Background
Biomarker identification is one of the major goals of functional genomics and translational medicine research. The advent of NGS lead to a constant and exponential increase of large datasets that have the potential of providing the means for novel biomarker identification for the early diagnosis of complex diseases and/or for patient/disease stratification. Once a biomarker has been identified, a validation study is necessary to assess its value. A study design that considers its appropriateness and cost-effectiveness is paramount. The calculation of a sample size is a challenge that needs to be addressed.
Methods
The workflow of our tool, termed PowerTools, is based on based on the method described by Blaise et al., (2016) [1]. For a given number of input data sets, a simulation step with the random multivariate normal distribution including correlation is considered.

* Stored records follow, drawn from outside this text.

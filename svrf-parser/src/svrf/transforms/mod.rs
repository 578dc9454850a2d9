//! Transform pipeline infrastructure
//!
//! Processing stages implement [`Runnable`] and are chained into a [`Transform`] with
//! `.then()`. The compiler checks that each stage's input type is the previous stage's
//! output type:
//!
//! ```rust,ignore
//! let pipeline = Transform::source()
//!     .then(Tokenize)              // String -> Vec<Token>
//!     .then(StructuralParse)       // Vec<Token> -> StructuralOutput
//!     .then(RejectErrors)          // fails on error diagnostics
//!     .then(Classify::standard()); // StructuralOutput -> ParseResult
//! ```
//!
//! Tokenizing, parsing and classifying are total. The only stage that can stop a pipeline
//! is [`RejectErrors`](stages::RejectErrors), used by the strict pipelines.
//!
//! The common pipelines are pre-built as `Lazy` statics in [`standard`]. Most callers go
//! through [`SourceLoader`](crate::svrf::loader::SourceLoader) instead of using them
//! directly.

pub mod stages;
pub mod standard;

use super::diagnostics::Diagnostic;
use thiserror::Error;

#[derive(Debug, Clone, PartialEq, Error)]
pub enum TransformError {
    /// A strict pipeline met a deck with error diagnostics
    #[error("{stage}: deck has {count} error diagnostic(s), first: {first}")]
    DeckRejected {
        stage: &'static str,
        count: usize,
        first: Diagnostic,
    },
}

/// A single processing stage from `I` to `O`
pub trait Runnable<I, O> {
    /// Stage name for logs and errors
    fn name(&self) -> &'static str;

    fn run(&self, input: I) -> Result<O, TransformError>;
}

type StageFn<I, O> = Box<dyn Fn(I) -> Result<O, TransformError> + Send + Sync>;

/// A chain of stages from `I` to `O`
pub struct Transform<I, O> {
    run_fn: StageFn<I, O>,
}

impl<I: 'static> Transform<I, I> {
    /// Empty pipeline that hands its input to the first stage
    pub fn source() -> Self {
        Transform {
            run_fn: Box::new(Ok),
        }
    }
}

impl<I: 'static, O: 'static> Transform<I, O> {
    /// Append a stage
    pub fn then<O2, S>(self, stage: S) -> Transform<I, O2>
    where
        S: Runnable<O, O2> + Send + Sync + 'static,
        O2: 'static,
    {
        let prev_run = self.run_fn;
        Transform {
            run_fn: Box::new(move |input| {
                let intermediate = prev_run(input)?;
                log::trace!("running stage {}", stage.name());
                stage.run(intermediate)
            }),
        }
    }

    pub fn run(&self, input: I) -> Result<O, TransformError> {
        (self.run_fn)(input)
    }
}
//! PTY Streams
//!
//! Turns the byte chunks forwarded by a PTY reader thread into the text
//! [`OutputStream`] the terminal host hands to command processes.

use futures::stream::{self, StreamExt};
use tokio::sync::mpsc::UnboundedReceiver;

use crate::host::OutputStream;

/// Incremental UTF-8 decoder
///
/// A multibyte sequence split across reads is carried over to the next
/// read instead of being replaced. Invalid bytes become U+FFFD.
#[derive(Debug, Default)]
pub struct Utf8Decoder {
    carry: Vec<u8>,
}

impl Utf8Decoder {
    pub fn new() -> Self {
        Self::default()
    }

    /// Decode as much of `bytes` (plus any carried bytes) as possible
    pub fn decode(&mut self, bytes: &[u8]) -> String {
        self.carry.extend_from_slice(bytes);

        let mut text = String::new();
        loop {
            match std::str::from_utf8(&self.carry) {
                Ok(valid) => {
                    text.push_str(valid);
                    self.carry.clear();
                    break;
                }
                Err(e) => {
                    let valid = e.valid_up_to();
                    text.push_str(&String::from_utf8_lossy(&self.carry[..valid]));
                    match e.error_len() {
                        Some(invalid) => {
                            text.push(char::REPLACEMENT_CHARACTER);
                            self.carry.drain(..valid + invalid);
                        }
                        None => {
                            // Incomplete sequence at the end, wait for more
                            self.carry.drain(..valid);
                            break;
                        }
                    }
                }
            }
        }
        text
    }

    /// Flush carried bytes once no more input will come
    pub fn finish(&mut self) -> String {
        let rest = String::from_utf8_lossy(&self.carry).into_owned();
        self.carry.clear();
        rest
    }

    /// Bytes waiting for the rest of a multibyte sequence
    pub fn pending(&self) -> usize {
        self.carry.len()
    }
}

/// Build an output stream from a PTY reader channel
///
/// `echo` is yielded first, the way an interactive terminal echoes the
/// typed command before its output. The stream ends when the channel
/// closes.
pub fn output_stream(echo: Option<String>, output_rx: UnboundedReceiver<Vec<u8>>) -> OutputStream {
    let decoded = stream::unfold(
        Some((output_rx, Utf8Decoder::new())),
        |state| async move {
            let (mut output_rx, mut decoder) = state?;
            match output_rx.recv().await {
                Some(bytes) => {
                    let text = decoder.decode(&bytes);
                    Some((Ok(text), Some((output_rx, decoder))))
                }
                None => {
                    let rest = decoder.finish();
                    (!rest.is_empty()).then_some((Ok(rest), None))
                }
            }
        },
    );

    stream::iter(echo.map(Ok)).chain(decoded).boxed()
}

As a next step, datasets of variable sizes are generated by random selection of samples. Based on the outcome variable, either classification or regression modes are available. For binary classification ANOVA and linear regression test can be performed and then performance matrices can be evaluated.
Results
We developed an online framework to streamline power calculations to aid future omics study designs within a translational medicine research context. We make our code freely available on GitHub [2] and we have provided a web interface that can be accessed at online [3].
Conclusions
PowerTools offers the potential for designing appropriate and cost-effective subsequent omics study designs.